Sidney Ravkind, Stephen M. Vaughan, Houston, Tex., for plaintiff-appellant.

Joel B. McCarty, Jr., Houston, Tex., for McLean Trucking.

James P. Wolf, Houston, Tex., for Local 988.

Edward B. Cloutman, III, Dallas, Tex., for Internat'l Bro. & Southern Conference.

Appeal from the United States District Court for the Southern District of Texas.

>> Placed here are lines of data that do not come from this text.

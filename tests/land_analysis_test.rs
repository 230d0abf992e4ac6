// ABOUTME: End-to-end tests for the land analysis orchestrator with scripted AI replies
// ABOUTME: Exercises offline runs, AI success, per-step fallbacks, and abandoned runs
//
// SPDX-License-Identifier: MIT OR Apache-2.0
// Copyright (c) 2025 GeoCrop

#![allow(clippy::unwrap_used, clippy::expect_used, clippy::panic)]
#![allow(missing_docs)]

//! Land analysis service flows

mod common;

use std::sync::atomic::{AtomicBool, Ordering};
use std::sync::Arc;
use std::time::Duration;

use async_trait::async_trait;
use common::ScriptedProvider;
use geocrop::config::GeminiConfig;
use geocrop::errors::ErrorCode;
use geocrop::llm::{
    CompletionRequest, CompletionResponse, GenerationParams, LlmProvider,
};
use geocrop::models::{Coordinate, NutrientStatus, OverallRating, Priority};
use geocrop::pipeline::PipelineError;
use geocrop::services::{
    AnalysisSource, AnalysisState, LandAnalysisService, DEFAULT_COORDINATE,
};

fn service_with(provider: &Arc<ScriptedProvider>) -> LandAnalysisService {
    LandAnalysisService::new(Some(Arc::clone(provider) as Arc<dyn LlmProvider>))
}

fn full_ai_provider() -> ScriptedProvider {
    ScriptedProvider::new()
        .reply_json(&common::ai_soil_json())
        .reply_json(&common::ai_crops_json())
        .reply_json(&common::ai_plan_json())
}

// ============================================================================
// Offline
// ============================================================================

#[tokio::test]
async fn test_offline_run_uses_demo_data() {
    common::init_test_logging();
    let mut service = LandAnalysisService::offline();
    assert!(!service.is_ai_enabled());

    let analysis = service.analyze(DEFAULT_COORDINATE).await.unwrap();

    assert_eq!(analysis.source, AnalysisSource::Demo);
    assert!(analysis.error.is_none());
    assert_eq!(analysis.soil_analysis.soil_type.name, "Black Cotton");
    assert_eq!(analysis.region.name, "Coastal Region");
    assert_eq!(analysis.all_crops.len(), 8);

    let names: Vec<&str> = analysis
        .recommended_crops
        .iter()
        .map(|crop| crop.name.as_str())
        .collect();
    assert_eq!(names, ["Cotton"]);
    assert_eq!(analysis.selected_crop.as_ref().unwrap().name, "Cotton");

    let plan: Vec<&str> = analysis
        .fertilizer_plan
        .iter()
        .map(|row| row.nutrient.as_str())
        .collect();
    assert_eq!(plan, ["Phosphorus", "Potassium"]);
    assert_eq!(analysis.report.overall_rating, OverallRating::Excellent);
    assert_eq!(service.state(), &AnalysisState::Ready);
}

#[tokio::test]
async fn test_offline_runs_can_repeat() {
    let mut service = LandAnalysisService::default();
    let first = service.analyze(DEFAULT_COORDINATE).await.unwrap();
    let second = service.analyze(DEFAULT_COORDINATE).await.unwrap();

    assert_ne!(first.run_id, second.run_id);
    assert_eq!(first.soil_analysis, second.soil_analysis);
}

#[tokio::test]
async fn test_invalid_coordinate_is_rejected_before_starting() {
    let mut service = LandAnalysisService::offline();
    let error = service
        .analyze(Coordinate::new(91.0, 0.0))
        .await
        .unwrap_err();

    assert_eq!(error.code, ErrorCode::ValueOutOfRange);
    assert_eq!(service.state(), &AnalysisState::Idle);

    let error = service
        .analyze(Coordinate::new(0.0, f64::NAN))
        .await
        .unwrap_err();
    assert_eq!(error.code, ErrorCode::ValueOutOfRange);
}

// ============================================================================
// AI path
// ============================================================================

#[tokio::test]
async fn test_ai_run_uses_model_output() {
    let provider = Arc::new(full_ai_provider());
    let mut service = service_with(&provider);

    let analysis = service.analyze(DEFAULT_COORDINATE).await.unwrap();

    assert_eq!(analysis.source, AnalysisSource::Ai);
    assert!(analysis.error.is_none());
    assert_eq!(analysis.soil_analysis.soil_type.name, "Alluvial");
    assert_eq!(analysis.region.name, "Indo-Gangetic Plain");
    assert_eq!(analysis.recommended_crops.len(), 2);
    assert_eq!(analysis.all_crops, analysis.recommended_crops);
    assert_eq!(analysis.selected_crop.as_ref().unwrap().name, "Rice");
    assert_eq!(analysis.fertilizer_plan.len(), 1);
    assert_eq!(analysis.report.overall_rating, OverallRating::Excellent);
    assert_eq!(service.state(), &AnalysisState::Ready);

    let requests = provider.requests();
    assert_eq!(requests.len(), 3);
    assert!(requests[0].prompt.contains("Latitude 28.6139, Longitude 77.2090"));
    assert_eq!(
        requests[1].params.max_output_tokens,
        GenerationParams::EXTENDED_MAX_OUTPUT_TOKENS
    );
    assert!(requests[2].prompt.contains("growing Rice"));
}

#[tokio::test]
async fn test_ai_nutrient_statuses_are_rederived() {
    let provider = Arc::new(full_ai_provider());
    let mut service = service_with(&provider);

    let analysis = service.analyze(DEFAULT_COORDINATE).await.unwrap();
    let nutrients = &analysis.soil_analysis.nutrients;

    // model said Good for 35 kg/ha
    assert_eq!(nutrients.nitrogen.status, NutrientStatus::Low);
    assert_eq!(nutrients.phosphorus.status, NutrientStatus::Good);
    assert_eq!(
        analysis.report.key_findings[2],
        "Primary limiting factor: Nitrogen"
    );
    // recommendation prompt sees the corrected status
    assert!(provider.requests()[1].prompt.contains("Nitrogen Level: Low"));
}

#[tokio::test]
async fn test_soil_failure_falls_back_wholesale() {
    let provider = Arc::new(ScriptedProvider::new().fail(PipelineError::Remote {
        status: 429,
        message: "quota exceeded".to_owned(),
    }));
    let mut service = service_with(&provider);

    let analysis = service.analyze(DEFAULT_COORDINATE).await.unwrap();

    assert_eq!(analysis.source, AnalysisSource::Demo);
    assert!(analysis.error.as_deref().unwrap().contains("quota exceeded"));
    assert_eq!(analysis.soil_analysis.soil_type.name, "Black Cotton");
    assert_eq!(analysis.recommended_crops[0].name, "Cotton");
    assert_eq!(provider.requests().len(), 1);
    assert_eq!(service.state(), &AnalysisState::Ready);
}

#[tokio::test]
async fn test_unparseable_soil_reply_falls_back() {
    let provider = Arc::new(ScriptedProvider::new().reply("I think the soil is nice."));
    let mut service = service_with(&provider);

    let analysis = service.analyze(DEFAULT_COORDINATE).await.unwrap();
    assert_eq!(analysis.source, AnalysisSource::Demo);
    assert!(analysis.error.as_deref().unwrap().contains("malformed response"));
}

#[tokio::test]
async fn test_crop_failure_uses_catalog_with_empty_plan() {
    let provider = Arc::new(
        ScriptedProvider::new()
            .reply_json(&common::ai_soil_json())
            .fail(PipelineError::Transport("connection reset".to_owned())),
    );
    let mut service = service_with(&provider);

    let analysis = service.analyze(DEFAULT_COORDINATE).await.unwrap();

    assert_eq!(analysis.source, AnalysisSource::Ai);
    assert!(analysis.error.is_none());
    let names: Vec<&str> = analysis
        .recommended_crops
        .iter()
        .map(|crop| crop.name.as_str())
        .collect();
    assert_eq!(names, ["Rice", "Sugarcane"]);
    assert_eq!(analysis.all_crops.len(), 8);
    assert!(analysis.fertilizer_plan.is_empty());
    assert_eq!(provider.requests().len(), 2);
}

#[tokio::test]
async fn test_plan_failure_keeps_ai_crops() {
    let provider = Arc::new(
        ScriptedProvider::new()
            .reply_json(&common::ai_soil_json())
            .reply_json(&common::ai_crops_json())
            .reply("not json"),
    );
    let mut service = service_with(&provider);

    let analysis = service.analyze(DEFAULT_COORDINATE).await.unwrap();

    assert_eq!(analysis.recommended_crops[1].name, "Mustard");
    assert!(analysis.fertilizer_plan.is_empty());
    assert_eq!(service.state(), &AnalysisState::Ready);
}

// ============================================================================
// Crop selection and comparison
// ============================================================================

#[tokio::test]
async fn test_select_crop_falls_back_to_planner() {
    let provider = Arc::new(full_ai_provider());
    let mut service = service_with(&provider);
    let mut analysis = service.analyze(DEFAULT_COORDINATE).await.unwrap();

    // script is exhausted, so the AI plan fails
    service.select_crop(&mut analysis, 2).await.unwrap();

    assert_eq!(analysis.selected_crop.as_ref().unwrap().name, "Mustard");
    assert_eq!(analysis.fertilizer_plan.len(), 1);
    assert_eq!(analysis.fertilizer_plan[0].nutrient, "Nitrogen");
    assert_eq!(analysis.fertilizer_plan[0].priority, Priority::High);
    assert_eq!(
        analysis.fertilizer_plan[0].fertilizer.as_deref(),
        Some("Urea (46-0-0)")
    );
}

#[tokio::test]
async fn test_select_unknown_crop_is_not_found() {
    let mut service = LandAnalysisService::offline();
    let mut analysis = service.analyze(DEFAULT_COORDINATE).await.unwrap();

    let error = service.select_crop(&mut analysis, 42).await.unwrap_err();
    assert_eq!(error.code, ErrorCode::ResourceNotFound);
    assert_eq!(analysis.selected_crop.as_ref().unwrap().name, "Cotton");
}

#[tokio::test]
async fn test_offline_compare_uses_engine() {
    let mut service = LandAnalysisService::offline();
    let analysis = service.analyze(DEFAULT_COORDINATE).await.unwrap();

    let comparison = service.compare_crops(&analysis, 2, 6).await.unwrap();

    assert_eq!(comparison.current_crop.name, "Rice");
    assert_eq!(comparison.desired_crop.name, "Soybeans");
    assert!((comparison.assessment.yield_difference.value - 6.0).abs() < f64::EPSILON);
    let impact = comparison.assessment.soil_impact.unwrap();
    assert_eq!(impact.desired.impact, "Soil Enriching");
}

#[tokio::test]
async fn test_ai_compare_attaches_selected_crops() {
    let provider = Arc::new(full_ai_provider().reply_json(&common::ai_comparison_json()));
    let mut service = service_with(&provider);
    let analysis = service.analyze(DEFAULT_COORDINATE).await.unwrap();

    let comparison = service.compare_crops(&analysis, 1, 2).await.unwrap();

    assert_eq!(comparison.current_crop.name, "Rice");
    assert_eq!(comparison.desired_crop.name, "Mustard");
    assert!((comparison.assessment.yield_difference.value - 18.0).abs() < f64::EPSILON);
    assert_eq!(
        comparison.assessment.recommendation,
        ["✅ Mustard suits the dry season"]
    );
    assert!(provider.requests()[3].prompt.contains("Crop 1: Rice"));
}

#[tokio::test]
async fn test_compare_unknown_crop_is_not_found() {
    let mut service = LandAnalysisService::offline();
    let analysis = service.analyze(DEFAULT_COORDINATE).await.unwrap();

    let error = service.compare_crops(&analysis, 1, 99).await.unwrap_err();
    assert_eq!(error.code, ErrorCode::ResourceNotFound);
}

#[tokio::test]
async fn test_transport_failure_error_omits_api_key() {
    let mut service = LandAnalysisService::from_config(Some(
        GeminiConfig::new("SUPERSECRETKEY").with_base_url("http://127.0.0.1:1"),
    ));

    let analysis = service.analyze(DEFAULT_COORDINATE).await.unwrap();

    assert_eq!(analysis.source, AnalysisSource::Demo);
    let error = analysis.error.unwrap();
    assert!(error.contains("HTTP request failed"));
    assert!(!error.contains("SUPERSECRETKEY"));
}

// ============================================================================
// Abandoned runs
// ============================================================================

/// Provider whose first call never completes; later calls fail fast
#[derive(Default)]
struct StallingProvider {
    stalled: AtomicBool,
}

#[async_trait]
impl LlmProvider for StallingProvider {
    fn name(&self) -> &'static str {
        "stalling"
    }

    fn model(&self) -> &str {
        "stalling-model"
    }

    async fn complete(
        &self,
        _request: &CompletionRequest,
    ) -> Result<CompletionResponse, PipelineError> {
        if !self.stalled.swap(true, Ordering::SeqCst) {
            std::future::pending::<()>().await;
        }
        Err(PipelineError::Transport("connection reset".to_owned()))
    }
}

#[tokio::test]
async fn test_dropped_run_does_not_block_next_analysis() {
    let provider: Arc<dyn LlmProvider> = Arc::new(StallingProvider::default());
    let mut service = LandAnalysisService::new(Some(provider));

    let abandoned =
        tokio::time::timeout(Duration::from_millis(50), service.analyze(DEFAULT_COORDINATE)).await;
    assert!(abandoned.is_err());
    assert!(service.state().is_loading());

    let analysis = service.analyze(DEFAULT_COORDINATE).await.unwrap();

    assert_eq!(analysis.source, AnalysisSource::Demo);
    assert!(analysis.error.as_deref().unwrap().contains("connection reset"));
    assert_eq!(service.state(), &AnalysisState::Ready);
}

Before MORGAN, RONEY and GARZA, Circuit Judges.

PER CURIAM:


In this Title VII employment discrimination case plaintiff Ezra Hodge requests relief against his employer McLean Trucking Company and the International Brotherhood of Teamsters. Hodge seeks to overturn a seniority system which will admittedly perpetuate the effects of past discrimination. The District Court for the Southern District of Texas granted the defendant's motion for dismissal under Fed. R. Civ. P. 41(b) on the ground that the plaintiff had failed to file his EEOC complaint within 180 days of an alleged discriminatory act as required by 42 U.S.C. § 2000e. An additional issue in this case is whether the trial court abused its discretion in refusing to certify the class action proposed by the plaintiff or allow the intervention of other members of that proposed class.

I FACTUAL BACKGROUND

The facts relevant to Hodge's individual claims are as follows. Hodge, a black, was hired by McLean as a city driver in August 1965, after having been advised that it was company policy not to hire blacks as road drivers. Hodge made no further inquiries about the possibility of transferring to a road driving position until November 1972, when McLean posted a notice inviting applications from city drivers to become road drivers. As a condition of the transfer to road driving, however, city drivers were required to relinquish all seniority earned in city driving. For this reason, and because the notice provided little additional information about the conditions of transfer, Hodge at first declined to apply for a road driving position. Two other black city drivers, however, signed the notice and eventually received road driving jobs. After the notice was removed, Hodge sought further information about the conditions of a transfer, and was told that it was too late to apply for the openings listed in the November notice but that he would be informed of the next road driving job opening available. In March 1973, McLean hired four more white road drivers without first offering a position to Hodge.

Hodge filed a discrimination charge against McLean and the Teamsters on June 29, 1973, asserting that he would not transfer from city driving to road driving because a transfer would result in the forfeiture of seniority. The EEOC issued a right to sue letter on January 18, 1974, and Hodge filed this suit on January 28, 1974.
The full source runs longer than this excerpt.